**Problem requirements:**
What you return should be each line of the data containing the string "geht".

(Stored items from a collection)
--- START ---
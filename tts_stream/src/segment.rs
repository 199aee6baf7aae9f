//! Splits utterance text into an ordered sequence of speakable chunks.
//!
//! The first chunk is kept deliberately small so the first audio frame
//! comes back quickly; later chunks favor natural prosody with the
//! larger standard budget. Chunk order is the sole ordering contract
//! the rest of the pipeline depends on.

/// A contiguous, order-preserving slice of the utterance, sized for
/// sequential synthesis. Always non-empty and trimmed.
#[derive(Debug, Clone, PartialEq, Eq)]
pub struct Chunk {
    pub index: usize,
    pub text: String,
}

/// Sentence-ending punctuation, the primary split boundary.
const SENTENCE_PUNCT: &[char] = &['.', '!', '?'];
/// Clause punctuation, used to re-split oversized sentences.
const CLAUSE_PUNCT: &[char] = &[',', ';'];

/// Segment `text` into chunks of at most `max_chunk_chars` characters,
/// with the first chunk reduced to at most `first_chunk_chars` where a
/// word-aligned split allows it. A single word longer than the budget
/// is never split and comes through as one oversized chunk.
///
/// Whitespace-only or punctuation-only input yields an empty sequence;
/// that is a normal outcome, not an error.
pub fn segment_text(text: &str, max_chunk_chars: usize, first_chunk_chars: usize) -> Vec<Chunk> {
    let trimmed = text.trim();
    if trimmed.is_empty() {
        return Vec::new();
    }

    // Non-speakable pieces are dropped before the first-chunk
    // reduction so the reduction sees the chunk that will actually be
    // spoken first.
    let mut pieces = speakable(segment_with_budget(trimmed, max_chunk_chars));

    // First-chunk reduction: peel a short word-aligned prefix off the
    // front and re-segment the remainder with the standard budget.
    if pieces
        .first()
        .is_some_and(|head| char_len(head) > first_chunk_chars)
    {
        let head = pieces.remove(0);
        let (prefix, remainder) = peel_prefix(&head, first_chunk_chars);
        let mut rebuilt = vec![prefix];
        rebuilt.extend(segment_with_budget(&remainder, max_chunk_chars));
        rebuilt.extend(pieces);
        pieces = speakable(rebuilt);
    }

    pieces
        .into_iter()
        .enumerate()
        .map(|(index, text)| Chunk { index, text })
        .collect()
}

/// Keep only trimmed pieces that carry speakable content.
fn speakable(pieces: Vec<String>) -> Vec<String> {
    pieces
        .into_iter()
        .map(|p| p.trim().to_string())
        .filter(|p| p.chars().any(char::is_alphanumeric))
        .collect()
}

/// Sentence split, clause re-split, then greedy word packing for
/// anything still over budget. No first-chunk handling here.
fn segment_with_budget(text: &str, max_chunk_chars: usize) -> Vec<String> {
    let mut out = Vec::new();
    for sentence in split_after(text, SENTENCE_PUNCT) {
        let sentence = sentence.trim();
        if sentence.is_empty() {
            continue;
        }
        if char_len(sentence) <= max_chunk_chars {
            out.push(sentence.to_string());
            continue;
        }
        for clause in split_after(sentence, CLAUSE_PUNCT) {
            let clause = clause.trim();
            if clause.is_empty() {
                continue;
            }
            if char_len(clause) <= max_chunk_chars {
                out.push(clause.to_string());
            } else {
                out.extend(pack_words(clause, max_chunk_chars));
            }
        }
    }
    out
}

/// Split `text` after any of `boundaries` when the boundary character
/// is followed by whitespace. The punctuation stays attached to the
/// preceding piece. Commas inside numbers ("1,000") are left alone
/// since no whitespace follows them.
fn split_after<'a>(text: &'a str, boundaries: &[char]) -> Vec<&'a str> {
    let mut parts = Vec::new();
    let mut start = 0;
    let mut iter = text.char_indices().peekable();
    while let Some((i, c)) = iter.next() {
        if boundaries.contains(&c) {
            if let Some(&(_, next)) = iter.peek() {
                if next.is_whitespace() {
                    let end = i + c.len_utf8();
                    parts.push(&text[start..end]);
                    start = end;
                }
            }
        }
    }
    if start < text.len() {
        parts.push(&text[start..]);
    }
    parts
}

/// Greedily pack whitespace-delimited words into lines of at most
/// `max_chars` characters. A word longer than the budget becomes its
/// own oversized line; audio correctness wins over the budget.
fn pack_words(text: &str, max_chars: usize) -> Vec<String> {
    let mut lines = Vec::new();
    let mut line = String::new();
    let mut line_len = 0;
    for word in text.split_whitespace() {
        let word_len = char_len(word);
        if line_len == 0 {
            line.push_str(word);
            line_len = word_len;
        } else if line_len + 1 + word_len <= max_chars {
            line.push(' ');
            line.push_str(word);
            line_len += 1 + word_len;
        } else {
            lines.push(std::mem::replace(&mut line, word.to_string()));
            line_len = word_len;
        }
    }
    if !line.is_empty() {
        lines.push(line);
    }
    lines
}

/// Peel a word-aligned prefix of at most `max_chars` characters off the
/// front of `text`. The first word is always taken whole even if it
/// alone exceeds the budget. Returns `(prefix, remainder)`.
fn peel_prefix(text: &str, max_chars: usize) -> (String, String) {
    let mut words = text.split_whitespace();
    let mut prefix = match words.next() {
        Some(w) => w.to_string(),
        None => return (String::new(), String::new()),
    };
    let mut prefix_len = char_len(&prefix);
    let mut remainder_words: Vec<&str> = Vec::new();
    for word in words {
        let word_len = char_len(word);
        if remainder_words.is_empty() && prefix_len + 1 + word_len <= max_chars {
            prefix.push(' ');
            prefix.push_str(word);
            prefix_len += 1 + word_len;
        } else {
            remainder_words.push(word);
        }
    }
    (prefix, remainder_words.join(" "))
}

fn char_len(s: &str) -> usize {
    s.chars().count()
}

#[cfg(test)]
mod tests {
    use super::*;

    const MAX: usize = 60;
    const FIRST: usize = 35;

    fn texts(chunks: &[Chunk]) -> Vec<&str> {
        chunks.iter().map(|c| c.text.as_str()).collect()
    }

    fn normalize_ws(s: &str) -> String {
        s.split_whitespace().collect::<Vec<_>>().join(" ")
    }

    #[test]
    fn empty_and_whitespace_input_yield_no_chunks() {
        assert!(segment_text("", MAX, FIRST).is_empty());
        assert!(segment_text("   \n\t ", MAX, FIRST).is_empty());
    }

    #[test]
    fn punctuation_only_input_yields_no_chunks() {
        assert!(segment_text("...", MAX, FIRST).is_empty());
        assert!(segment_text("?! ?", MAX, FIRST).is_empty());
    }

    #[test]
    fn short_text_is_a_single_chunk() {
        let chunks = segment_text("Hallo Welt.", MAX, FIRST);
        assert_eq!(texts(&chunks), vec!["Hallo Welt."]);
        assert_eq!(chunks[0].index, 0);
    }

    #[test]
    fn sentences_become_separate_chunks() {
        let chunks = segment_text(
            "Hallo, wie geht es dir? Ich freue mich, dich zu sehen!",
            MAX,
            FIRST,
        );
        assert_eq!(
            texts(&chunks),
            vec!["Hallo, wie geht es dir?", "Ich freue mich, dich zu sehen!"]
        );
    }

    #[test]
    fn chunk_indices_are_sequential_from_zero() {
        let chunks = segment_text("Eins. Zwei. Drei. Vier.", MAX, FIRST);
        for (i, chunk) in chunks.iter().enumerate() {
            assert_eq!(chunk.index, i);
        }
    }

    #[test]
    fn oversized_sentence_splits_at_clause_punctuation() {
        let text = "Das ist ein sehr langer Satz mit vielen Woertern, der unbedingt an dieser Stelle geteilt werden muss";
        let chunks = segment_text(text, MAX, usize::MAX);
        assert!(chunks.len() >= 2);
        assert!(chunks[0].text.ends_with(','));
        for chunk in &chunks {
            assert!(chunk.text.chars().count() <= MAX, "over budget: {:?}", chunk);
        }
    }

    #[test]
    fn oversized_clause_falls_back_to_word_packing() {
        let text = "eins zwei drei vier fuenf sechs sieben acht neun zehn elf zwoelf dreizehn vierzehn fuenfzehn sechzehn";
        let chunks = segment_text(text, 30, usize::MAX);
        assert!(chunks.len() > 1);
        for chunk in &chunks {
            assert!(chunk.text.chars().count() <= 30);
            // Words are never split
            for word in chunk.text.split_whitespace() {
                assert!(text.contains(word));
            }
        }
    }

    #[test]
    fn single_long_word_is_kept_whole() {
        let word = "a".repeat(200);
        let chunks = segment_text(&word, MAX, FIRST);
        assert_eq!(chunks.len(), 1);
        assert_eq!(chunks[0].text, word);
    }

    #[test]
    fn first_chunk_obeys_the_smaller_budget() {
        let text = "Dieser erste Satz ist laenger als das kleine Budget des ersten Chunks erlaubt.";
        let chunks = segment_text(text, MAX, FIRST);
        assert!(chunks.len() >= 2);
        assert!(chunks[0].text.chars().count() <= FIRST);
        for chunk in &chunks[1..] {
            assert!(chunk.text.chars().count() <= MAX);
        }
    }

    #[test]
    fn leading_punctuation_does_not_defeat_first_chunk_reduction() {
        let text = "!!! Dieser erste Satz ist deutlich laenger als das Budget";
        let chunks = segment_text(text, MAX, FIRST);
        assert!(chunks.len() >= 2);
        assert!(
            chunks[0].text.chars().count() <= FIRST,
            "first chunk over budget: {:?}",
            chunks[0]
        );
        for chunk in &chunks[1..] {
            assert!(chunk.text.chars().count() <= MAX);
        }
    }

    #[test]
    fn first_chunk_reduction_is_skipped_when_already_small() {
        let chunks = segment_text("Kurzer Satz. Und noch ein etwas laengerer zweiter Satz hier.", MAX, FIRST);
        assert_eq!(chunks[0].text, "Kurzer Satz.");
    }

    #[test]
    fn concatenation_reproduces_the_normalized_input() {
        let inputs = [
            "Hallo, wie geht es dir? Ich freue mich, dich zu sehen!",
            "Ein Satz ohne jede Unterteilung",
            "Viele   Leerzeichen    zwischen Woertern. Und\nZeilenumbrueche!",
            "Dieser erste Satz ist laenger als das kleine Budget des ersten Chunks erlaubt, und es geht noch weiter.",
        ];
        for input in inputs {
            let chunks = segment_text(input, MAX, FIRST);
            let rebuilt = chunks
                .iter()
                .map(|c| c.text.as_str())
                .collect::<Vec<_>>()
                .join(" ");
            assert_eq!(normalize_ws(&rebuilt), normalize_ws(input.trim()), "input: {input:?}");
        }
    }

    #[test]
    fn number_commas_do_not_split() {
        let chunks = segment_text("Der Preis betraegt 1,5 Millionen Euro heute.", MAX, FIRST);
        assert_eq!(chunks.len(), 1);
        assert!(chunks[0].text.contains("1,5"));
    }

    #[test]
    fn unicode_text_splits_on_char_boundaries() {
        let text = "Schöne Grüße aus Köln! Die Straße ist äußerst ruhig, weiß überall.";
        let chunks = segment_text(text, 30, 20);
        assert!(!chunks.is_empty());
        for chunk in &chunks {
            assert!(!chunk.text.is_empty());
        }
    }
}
--- END ---
--- START ---
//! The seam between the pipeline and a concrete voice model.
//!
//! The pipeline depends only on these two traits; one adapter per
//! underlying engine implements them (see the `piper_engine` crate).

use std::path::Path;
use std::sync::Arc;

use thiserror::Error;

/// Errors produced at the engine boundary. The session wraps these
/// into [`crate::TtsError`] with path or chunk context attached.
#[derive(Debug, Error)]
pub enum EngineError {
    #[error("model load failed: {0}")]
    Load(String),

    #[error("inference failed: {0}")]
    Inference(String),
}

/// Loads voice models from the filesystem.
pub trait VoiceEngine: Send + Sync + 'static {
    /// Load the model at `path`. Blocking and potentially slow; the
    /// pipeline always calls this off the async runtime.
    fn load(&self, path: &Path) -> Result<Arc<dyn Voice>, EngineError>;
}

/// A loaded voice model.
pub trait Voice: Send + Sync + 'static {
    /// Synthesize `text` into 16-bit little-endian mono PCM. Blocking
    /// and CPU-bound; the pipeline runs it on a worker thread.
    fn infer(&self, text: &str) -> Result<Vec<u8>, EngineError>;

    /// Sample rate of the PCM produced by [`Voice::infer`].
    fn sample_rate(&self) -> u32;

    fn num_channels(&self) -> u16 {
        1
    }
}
--- END ---
**Your solution:**
            "Hallo, wie geht es dir? Ich freue mich, dich zu sehen!",
            vec!["Hallo, wie geht es dir?", "Ich freue mich, dich zu sehen!"]
            "Hallo, wie geht es dir? Ich freue mich, dich zu sehen!",
            "Dieser erste Satz ist laenger als das kleine Budget des ersten Chunks erlaubt, und es geht noch weiter.",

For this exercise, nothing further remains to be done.